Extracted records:
= = =
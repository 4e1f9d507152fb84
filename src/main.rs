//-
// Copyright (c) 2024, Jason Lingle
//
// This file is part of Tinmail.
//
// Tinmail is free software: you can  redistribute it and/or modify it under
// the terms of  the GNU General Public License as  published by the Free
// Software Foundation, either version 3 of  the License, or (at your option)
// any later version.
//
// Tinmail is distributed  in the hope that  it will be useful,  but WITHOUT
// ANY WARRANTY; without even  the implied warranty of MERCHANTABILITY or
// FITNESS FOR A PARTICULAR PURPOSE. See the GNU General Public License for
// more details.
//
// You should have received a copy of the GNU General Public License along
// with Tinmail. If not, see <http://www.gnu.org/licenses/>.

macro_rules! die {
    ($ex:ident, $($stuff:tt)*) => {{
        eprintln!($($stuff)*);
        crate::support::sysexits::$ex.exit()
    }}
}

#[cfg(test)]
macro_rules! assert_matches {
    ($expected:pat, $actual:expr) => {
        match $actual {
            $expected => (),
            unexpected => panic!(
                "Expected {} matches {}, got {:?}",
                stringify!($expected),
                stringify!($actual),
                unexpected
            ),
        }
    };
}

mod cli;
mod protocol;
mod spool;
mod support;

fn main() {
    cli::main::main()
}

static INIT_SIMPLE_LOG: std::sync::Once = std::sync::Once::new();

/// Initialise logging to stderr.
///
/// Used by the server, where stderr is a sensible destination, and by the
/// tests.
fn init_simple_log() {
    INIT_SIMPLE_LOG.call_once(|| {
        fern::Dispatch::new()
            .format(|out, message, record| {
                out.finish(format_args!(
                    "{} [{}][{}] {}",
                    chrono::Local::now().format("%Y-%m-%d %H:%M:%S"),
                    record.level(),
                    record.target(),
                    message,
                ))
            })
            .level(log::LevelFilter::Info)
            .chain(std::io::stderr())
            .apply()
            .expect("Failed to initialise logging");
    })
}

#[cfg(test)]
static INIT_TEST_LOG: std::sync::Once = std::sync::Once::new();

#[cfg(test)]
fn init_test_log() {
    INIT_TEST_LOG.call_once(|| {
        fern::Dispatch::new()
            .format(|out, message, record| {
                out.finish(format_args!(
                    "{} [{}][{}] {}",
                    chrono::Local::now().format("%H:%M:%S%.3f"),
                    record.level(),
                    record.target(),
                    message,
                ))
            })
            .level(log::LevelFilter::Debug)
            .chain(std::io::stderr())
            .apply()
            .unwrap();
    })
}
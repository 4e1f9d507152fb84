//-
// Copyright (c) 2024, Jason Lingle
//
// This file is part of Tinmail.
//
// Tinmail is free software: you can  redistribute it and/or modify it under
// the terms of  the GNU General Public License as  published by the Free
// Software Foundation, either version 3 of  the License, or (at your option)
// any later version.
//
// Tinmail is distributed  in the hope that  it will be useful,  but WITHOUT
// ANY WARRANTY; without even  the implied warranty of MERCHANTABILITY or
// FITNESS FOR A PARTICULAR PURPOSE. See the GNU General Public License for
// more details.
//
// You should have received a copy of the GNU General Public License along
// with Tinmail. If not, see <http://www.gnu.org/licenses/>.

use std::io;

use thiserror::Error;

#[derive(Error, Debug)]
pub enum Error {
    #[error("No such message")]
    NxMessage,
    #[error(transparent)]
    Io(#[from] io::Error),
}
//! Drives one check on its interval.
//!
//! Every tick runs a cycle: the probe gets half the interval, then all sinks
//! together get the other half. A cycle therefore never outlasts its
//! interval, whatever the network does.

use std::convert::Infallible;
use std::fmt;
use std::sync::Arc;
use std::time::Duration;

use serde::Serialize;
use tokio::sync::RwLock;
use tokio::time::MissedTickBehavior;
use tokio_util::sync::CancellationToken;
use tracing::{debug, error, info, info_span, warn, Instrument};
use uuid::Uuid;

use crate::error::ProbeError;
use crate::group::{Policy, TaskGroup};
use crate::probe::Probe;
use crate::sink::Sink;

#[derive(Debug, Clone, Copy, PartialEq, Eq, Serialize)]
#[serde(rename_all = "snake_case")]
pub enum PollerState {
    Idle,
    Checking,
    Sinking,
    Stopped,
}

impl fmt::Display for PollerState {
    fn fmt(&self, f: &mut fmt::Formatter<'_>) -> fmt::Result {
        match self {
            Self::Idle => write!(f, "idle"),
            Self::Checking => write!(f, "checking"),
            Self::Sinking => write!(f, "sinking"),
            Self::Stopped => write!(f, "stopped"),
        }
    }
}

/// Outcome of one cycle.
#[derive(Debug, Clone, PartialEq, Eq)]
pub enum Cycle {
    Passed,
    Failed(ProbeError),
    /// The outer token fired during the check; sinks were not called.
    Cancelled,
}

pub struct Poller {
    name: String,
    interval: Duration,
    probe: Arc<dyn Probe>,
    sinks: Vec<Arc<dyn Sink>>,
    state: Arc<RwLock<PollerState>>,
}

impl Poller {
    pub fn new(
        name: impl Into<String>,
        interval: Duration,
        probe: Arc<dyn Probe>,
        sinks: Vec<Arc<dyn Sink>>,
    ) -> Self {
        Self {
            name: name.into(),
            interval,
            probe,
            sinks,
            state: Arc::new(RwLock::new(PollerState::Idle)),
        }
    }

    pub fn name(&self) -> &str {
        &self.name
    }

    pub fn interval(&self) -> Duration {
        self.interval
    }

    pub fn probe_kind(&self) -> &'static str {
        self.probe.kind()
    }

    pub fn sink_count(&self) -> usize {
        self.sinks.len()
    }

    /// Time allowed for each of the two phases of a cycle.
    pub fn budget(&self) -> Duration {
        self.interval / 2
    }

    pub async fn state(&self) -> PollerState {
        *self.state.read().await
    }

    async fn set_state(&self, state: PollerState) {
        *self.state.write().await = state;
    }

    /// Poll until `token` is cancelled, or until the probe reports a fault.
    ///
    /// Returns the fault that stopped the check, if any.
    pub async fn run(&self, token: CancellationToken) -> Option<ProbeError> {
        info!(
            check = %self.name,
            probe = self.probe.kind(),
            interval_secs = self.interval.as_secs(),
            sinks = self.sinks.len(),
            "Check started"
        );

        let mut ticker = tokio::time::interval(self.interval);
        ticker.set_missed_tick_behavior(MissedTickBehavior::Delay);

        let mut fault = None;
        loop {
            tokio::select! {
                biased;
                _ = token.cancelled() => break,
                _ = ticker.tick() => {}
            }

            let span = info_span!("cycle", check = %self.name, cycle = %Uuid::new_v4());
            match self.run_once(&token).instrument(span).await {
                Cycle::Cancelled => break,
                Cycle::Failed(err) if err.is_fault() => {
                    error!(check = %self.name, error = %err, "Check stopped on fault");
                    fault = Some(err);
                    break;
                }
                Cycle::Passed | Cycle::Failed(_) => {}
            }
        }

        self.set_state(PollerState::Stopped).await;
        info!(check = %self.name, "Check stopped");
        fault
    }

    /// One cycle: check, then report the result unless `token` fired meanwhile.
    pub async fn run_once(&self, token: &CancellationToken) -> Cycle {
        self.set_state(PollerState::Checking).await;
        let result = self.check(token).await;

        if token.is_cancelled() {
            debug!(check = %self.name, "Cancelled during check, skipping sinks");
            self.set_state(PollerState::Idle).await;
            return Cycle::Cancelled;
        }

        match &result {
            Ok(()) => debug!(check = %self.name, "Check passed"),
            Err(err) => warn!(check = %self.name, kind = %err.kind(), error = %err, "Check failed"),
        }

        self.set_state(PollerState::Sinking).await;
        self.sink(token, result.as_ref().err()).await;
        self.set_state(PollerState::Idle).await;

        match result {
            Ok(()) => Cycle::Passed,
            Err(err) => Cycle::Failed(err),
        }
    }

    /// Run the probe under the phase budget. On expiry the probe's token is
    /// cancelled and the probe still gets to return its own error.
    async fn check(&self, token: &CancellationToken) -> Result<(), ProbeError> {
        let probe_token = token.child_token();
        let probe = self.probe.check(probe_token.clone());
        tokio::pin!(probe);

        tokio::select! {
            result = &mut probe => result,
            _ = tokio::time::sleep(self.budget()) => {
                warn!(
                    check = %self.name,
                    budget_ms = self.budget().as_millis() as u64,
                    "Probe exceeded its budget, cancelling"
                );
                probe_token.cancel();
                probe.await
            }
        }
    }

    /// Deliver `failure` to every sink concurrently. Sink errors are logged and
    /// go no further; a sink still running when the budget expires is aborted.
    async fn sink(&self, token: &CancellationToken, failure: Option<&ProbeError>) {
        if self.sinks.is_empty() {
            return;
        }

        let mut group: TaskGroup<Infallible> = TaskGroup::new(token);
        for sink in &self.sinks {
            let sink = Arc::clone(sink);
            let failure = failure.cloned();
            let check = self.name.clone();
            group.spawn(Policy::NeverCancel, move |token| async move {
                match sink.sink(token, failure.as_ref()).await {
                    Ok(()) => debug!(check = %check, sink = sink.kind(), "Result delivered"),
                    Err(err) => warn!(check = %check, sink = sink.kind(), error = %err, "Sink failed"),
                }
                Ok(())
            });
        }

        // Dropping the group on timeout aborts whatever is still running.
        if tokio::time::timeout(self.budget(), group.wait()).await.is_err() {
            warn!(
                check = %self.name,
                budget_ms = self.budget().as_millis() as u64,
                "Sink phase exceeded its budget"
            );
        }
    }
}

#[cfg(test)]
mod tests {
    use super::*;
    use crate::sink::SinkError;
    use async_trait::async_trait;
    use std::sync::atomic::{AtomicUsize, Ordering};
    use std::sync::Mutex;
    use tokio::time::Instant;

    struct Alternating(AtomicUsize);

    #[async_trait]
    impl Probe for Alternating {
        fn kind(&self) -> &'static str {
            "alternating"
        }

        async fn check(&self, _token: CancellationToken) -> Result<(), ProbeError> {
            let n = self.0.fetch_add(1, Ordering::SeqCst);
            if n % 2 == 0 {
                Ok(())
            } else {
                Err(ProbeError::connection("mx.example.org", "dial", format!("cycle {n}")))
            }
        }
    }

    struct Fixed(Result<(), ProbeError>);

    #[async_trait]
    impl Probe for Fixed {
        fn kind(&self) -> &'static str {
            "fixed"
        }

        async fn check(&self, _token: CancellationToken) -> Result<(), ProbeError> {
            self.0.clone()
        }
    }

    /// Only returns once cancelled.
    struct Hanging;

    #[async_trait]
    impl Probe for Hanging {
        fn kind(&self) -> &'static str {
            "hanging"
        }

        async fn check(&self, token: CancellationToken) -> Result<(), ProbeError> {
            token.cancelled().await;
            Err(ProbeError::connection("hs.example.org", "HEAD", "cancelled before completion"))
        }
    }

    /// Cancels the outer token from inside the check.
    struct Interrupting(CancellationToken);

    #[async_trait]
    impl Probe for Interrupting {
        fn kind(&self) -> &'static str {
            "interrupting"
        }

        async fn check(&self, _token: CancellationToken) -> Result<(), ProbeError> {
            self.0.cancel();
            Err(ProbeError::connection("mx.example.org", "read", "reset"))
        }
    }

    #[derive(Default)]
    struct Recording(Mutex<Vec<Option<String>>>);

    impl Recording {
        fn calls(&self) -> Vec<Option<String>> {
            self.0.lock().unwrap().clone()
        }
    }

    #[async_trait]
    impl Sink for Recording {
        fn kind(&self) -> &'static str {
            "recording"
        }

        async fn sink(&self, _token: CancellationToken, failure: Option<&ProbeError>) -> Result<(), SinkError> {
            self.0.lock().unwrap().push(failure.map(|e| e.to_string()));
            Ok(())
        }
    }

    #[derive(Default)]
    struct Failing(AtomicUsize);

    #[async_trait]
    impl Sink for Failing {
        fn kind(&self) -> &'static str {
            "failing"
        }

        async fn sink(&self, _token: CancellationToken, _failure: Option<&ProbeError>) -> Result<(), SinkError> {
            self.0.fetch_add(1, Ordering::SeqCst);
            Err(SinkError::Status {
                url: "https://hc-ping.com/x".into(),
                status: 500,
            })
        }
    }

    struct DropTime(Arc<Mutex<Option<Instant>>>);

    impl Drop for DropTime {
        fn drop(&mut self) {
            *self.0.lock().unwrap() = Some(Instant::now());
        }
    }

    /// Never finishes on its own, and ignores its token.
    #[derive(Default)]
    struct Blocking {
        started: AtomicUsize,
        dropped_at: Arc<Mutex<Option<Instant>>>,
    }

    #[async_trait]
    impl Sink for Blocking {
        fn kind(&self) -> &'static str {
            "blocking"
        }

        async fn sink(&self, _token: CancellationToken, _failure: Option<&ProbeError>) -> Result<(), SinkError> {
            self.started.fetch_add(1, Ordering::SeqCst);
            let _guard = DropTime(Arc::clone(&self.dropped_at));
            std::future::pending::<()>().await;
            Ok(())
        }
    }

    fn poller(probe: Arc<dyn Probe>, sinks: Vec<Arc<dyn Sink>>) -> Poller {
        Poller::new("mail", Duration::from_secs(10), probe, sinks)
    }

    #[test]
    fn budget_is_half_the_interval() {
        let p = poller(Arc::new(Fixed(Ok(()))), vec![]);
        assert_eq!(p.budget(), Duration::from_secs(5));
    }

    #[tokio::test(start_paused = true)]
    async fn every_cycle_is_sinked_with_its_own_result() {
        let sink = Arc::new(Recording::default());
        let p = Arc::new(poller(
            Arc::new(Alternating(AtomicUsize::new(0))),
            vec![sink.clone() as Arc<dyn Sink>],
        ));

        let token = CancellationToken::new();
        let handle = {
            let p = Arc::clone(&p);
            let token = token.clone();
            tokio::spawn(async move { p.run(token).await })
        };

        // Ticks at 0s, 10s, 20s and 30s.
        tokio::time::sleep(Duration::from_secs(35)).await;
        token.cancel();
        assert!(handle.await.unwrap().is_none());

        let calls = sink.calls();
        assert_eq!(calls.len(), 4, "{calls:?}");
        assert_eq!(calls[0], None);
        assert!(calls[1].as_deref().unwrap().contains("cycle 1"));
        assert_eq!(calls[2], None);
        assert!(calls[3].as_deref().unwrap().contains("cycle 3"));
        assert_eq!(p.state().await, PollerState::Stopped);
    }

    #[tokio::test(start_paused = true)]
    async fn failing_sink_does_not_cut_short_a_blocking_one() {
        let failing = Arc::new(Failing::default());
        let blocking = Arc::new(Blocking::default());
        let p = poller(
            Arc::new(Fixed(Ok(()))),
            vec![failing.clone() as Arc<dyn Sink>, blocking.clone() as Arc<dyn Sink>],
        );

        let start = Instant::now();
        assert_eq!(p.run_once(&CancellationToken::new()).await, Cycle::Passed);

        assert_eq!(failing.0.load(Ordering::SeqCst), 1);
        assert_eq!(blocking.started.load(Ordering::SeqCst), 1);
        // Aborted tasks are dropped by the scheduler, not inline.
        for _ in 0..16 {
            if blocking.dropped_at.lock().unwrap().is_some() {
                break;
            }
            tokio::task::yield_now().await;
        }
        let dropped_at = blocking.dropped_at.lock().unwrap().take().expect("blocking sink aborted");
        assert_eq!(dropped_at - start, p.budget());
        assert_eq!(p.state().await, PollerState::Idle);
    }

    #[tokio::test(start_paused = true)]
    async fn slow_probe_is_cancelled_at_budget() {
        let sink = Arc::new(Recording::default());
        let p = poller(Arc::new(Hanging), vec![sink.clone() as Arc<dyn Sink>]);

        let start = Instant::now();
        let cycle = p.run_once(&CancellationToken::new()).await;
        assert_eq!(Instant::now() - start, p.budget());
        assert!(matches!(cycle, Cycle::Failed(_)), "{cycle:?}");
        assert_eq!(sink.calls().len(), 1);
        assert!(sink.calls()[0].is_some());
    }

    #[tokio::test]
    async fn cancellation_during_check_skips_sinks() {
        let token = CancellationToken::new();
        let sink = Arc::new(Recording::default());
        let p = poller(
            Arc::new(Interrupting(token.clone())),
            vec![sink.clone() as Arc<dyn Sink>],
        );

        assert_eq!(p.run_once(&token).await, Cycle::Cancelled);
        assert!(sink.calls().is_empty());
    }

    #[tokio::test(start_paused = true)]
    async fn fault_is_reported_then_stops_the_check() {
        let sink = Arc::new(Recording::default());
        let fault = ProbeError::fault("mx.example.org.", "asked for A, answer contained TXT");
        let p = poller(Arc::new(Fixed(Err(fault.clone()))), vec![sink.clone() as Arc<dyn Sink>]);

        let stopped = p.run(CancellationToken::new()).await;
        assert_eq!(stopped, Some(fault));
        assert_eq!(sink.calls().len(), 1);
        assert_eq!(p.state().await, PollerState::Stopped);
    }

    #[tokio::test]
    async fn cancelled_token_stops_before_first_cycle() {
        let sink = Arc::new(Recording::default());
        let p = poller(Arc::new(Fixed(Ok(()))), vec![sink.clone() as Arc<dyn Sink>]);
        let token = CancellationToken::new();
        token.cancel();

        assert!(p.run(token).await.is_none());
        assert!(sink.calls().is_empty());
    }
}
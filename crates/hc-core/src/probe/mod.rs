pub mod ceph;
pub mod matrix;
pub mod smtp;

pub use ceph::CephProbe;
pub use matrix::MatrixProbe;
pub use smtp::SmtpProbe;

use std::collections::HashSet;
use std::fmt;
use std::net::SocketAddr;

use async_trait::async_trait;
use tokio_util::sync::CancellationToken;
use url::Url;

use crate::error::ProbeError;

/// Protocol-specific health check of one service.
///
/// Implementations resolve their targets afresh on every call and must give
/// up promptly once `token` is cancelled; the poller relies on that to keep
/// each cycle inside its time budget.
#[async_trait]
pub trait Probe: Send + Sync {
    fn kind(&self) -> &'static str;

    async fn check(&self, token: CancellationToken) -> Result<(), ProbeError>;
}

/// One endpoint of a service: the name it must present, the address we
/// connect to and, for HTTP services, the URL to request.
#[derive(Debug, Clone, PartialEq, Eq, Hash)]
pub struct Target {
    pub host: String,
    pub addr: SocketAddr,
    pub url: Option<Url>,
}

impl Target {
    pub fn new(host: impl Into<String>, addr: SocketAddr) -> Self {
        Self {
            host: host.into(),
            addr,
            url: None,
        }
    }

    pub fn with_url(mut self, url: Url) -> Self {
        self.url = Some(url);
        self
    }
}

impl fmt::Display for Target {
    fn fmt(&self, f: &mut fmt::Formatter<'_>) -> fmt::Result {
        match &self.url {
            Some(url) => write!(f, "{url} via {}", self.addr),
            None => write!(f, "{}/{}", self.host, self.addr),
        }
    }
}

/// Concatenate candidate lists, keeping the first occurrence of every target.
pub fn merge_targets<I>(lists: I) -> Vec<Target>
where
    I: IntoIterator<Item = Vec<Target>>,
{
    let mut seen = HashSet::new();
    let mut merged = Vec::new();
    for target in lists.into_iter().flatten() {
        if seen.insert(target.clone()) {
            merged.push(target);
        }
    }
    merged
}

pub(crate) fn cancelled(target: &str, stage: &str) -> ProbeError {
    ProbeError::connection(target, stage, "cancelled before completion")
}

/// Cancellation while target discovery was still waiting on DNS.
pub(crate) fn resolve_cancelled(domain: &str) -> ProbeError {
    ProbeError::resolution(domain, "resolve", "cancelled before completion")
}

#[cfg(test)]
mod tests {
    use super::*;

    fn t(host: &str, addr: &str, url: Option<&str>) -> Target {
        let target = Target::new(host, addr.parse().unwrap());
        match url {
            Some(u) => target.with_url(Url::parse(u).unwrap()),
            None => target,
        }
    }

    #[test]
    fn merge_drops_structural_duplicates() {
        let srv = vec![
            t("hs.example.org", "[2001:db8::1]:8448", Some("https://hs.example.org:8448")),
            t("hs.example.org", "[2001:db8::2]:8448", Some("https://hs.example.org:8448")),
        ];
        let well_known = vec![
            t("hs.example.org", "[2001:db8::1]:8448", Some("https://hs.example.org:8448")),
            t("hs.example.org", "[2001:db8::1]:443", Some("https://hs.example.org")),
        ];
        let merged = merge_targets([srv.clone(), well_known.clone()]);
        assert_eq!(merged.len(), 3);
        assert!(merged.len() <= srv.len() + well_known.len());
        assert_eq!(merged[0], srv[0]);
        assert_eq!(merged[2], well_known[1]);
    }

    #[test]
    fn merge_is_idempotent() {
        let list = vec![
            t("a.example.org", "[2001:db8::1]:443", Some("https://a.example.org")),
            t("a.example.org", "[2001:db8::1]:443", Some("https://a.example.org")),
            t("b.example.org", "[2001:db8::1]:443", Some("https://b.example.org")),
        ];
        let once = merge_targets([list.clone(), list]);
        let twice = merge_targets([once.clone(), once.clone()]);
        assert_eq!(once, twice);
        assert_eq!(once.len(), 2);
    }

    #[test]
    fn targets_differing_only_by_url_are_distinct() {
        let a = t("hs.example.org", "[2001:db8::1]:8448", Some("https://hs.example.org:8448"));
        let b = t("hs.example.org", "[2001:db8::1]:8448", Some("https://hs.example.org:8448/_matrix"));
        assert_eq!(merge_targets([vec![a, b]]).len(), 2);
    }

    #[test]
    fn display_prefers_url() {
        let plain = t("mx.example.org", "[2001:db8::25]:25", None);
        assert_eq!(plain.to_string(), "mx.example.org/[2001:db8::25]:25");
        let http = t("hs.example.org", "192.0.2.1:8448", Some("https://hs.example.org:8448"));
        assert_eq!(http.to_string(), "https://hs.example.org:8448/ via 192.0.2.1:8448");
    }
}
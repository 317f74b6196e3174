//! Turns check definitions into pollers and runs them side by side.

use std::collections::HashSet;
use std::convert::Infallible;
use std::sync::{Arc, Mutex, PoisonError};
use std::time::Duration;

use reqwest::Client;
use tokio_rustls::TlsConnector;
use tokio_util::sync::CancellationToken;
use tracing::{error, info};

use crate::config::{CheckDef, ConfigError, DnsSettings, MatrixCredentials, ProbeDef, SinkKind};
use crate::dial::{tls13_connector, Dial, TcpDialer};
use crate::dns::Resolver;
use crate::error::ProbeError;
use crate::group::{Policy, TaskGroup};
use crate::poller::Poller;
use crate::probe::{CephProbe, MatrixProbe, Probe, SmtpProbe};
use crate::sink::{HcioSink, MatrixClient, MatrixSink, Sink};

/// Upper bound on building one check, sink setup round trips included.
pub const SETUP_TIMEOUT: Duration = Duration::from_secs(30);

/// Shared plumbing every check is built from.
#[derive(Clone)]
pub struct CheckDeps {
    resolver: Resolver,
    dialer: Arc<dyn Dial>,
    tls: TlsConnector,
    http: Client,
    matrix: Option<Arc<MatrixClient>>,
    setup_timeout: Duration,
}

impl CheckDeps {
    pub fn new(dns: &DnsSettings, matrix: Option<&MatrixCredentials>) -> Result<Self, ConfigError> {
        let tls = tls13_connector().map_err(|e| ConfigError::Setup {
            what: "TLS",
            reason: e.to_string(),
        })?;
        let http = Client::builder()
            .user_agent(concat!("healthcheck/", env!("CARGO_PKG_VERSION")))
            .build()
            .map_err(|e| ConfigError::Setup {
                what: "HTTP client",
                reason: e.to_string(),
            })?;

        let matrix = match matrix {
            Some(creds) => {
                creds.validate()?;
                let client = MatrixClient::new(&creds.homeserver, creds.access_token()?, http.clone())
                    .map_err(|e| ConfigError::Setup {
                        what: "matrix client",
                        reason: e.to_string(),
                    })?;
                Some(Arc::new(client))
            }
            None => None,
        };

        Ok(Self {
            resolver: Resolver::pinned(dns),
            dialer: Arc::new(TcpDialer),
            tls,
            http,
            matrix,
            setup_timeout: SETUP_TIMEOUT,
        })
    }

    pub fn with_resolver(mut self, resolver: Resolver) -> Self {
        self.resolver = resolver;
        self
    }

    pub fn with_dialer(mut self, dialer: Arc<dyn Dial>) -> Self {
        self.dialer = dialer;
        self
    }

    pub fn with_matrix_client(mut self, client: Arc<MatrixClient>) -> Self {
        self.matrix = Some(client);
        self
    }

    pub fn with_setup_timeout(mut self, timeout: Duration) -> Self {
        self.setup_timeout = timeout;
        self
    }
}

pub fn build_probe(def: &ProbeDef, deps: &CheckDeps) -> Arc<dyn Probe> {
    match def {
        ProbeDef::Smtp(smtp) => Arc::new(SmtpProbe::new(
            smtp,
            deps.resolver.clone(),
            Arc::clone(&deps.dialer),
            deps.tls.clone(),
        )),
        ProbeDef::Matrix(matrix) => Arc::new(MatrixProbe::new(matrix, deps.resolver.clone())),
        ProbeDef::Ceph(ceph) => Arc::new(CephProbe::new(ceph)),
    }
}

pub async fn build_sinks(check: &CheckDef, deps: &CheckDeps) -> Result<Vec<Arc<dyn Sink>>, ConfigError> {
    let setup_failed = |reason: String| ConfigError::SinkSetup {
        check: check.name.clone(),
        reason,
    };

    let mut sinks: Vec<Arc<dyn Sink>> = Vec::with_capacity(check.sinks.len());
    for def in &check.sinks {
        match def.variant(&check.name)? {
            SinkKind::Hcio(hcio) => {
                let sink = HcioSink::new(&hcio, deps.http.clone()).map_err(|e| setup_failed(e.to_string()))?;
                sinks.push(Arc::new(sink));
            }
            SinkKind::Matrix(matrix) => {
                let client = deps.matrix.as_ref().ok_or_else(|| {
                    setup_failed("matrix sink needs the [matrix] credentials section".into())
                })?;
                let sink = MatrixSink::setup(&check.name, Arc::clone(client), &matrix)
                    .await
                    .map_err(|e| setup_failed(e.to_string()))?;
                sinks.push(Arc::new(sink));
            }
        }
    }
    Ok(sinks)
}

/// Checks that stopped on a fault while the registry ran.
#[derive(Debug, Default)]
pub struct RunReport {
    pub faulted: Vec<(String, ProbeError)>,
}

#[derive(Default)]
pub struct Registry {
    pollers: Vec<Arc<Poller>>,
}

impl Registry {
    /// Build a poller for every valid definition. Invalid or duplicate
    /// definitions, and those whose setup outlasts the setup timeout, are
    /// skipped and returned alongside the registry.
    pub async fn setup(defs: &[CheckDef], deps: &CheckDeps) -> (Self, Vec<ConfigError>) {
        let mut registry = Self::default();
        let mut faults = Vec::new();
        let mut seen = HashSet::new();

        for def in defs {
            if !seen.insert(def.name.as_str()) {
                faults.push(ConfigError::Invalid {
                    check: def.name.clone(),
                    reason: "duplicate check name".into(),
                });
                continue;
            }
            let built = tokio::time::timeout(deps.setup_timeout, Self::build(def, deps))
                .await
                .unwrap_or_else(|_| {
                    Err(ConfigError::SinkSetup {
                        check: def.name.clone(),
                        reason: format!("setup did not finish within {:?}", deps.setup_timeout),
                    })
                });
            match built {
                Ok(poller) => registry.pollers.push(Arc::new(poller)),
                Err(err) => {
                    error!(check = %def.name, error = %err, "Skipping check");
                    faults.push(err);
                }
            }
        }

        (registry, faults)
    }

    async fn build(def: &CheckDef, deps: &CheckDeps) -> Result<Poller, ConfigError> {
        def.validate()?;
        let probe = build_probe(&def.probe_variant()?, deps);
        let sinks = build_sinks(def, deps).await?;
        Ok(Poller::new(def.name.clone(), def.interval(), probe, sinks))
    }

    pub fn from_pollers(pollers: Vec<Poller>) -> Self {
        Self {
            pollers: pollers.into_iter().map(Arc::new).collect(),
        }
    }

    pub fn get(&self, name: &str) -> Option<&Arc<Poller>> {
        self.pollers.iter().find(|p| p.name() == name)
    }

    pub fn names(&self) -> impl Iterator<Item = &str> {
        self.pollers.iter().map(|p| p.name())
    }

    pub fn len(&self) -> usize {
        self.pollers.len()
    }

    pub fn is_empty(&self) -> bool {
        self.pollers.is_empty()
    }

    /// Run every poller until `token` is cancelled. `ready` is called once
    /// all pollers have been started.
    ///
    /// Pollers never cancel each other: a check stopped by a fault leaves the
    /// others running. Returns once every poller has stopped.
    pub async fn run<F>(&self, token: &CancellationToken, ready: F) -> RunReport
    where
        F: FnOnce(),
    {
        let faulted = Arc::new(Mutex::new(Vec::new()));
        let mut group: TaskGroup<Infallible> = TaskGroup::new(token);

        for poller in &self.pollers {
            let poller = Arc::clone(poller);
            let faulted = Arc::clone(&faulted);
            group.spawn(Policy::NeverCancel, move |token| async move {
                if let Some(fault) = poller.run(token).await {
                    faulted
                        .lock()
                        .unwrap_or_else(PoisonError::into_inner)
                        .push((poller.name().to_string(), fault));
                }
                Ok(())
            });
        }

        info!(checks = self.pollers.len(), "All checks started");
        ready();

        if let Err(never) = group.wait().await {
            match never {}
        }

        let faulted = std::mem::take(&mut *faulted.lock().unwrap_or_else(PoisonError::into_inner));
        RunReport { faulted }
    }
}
= = =
§ **EXERCISE REQUIREMENTS**:
Copy each line above where "RwLock" appears.

§ **RESULT BELOW**:
use tokio::sync::RwLock;
    state: Arc<RwLock<PollerState>>,
            state: Arc::new(RwLock::new(PollerState::Idle)),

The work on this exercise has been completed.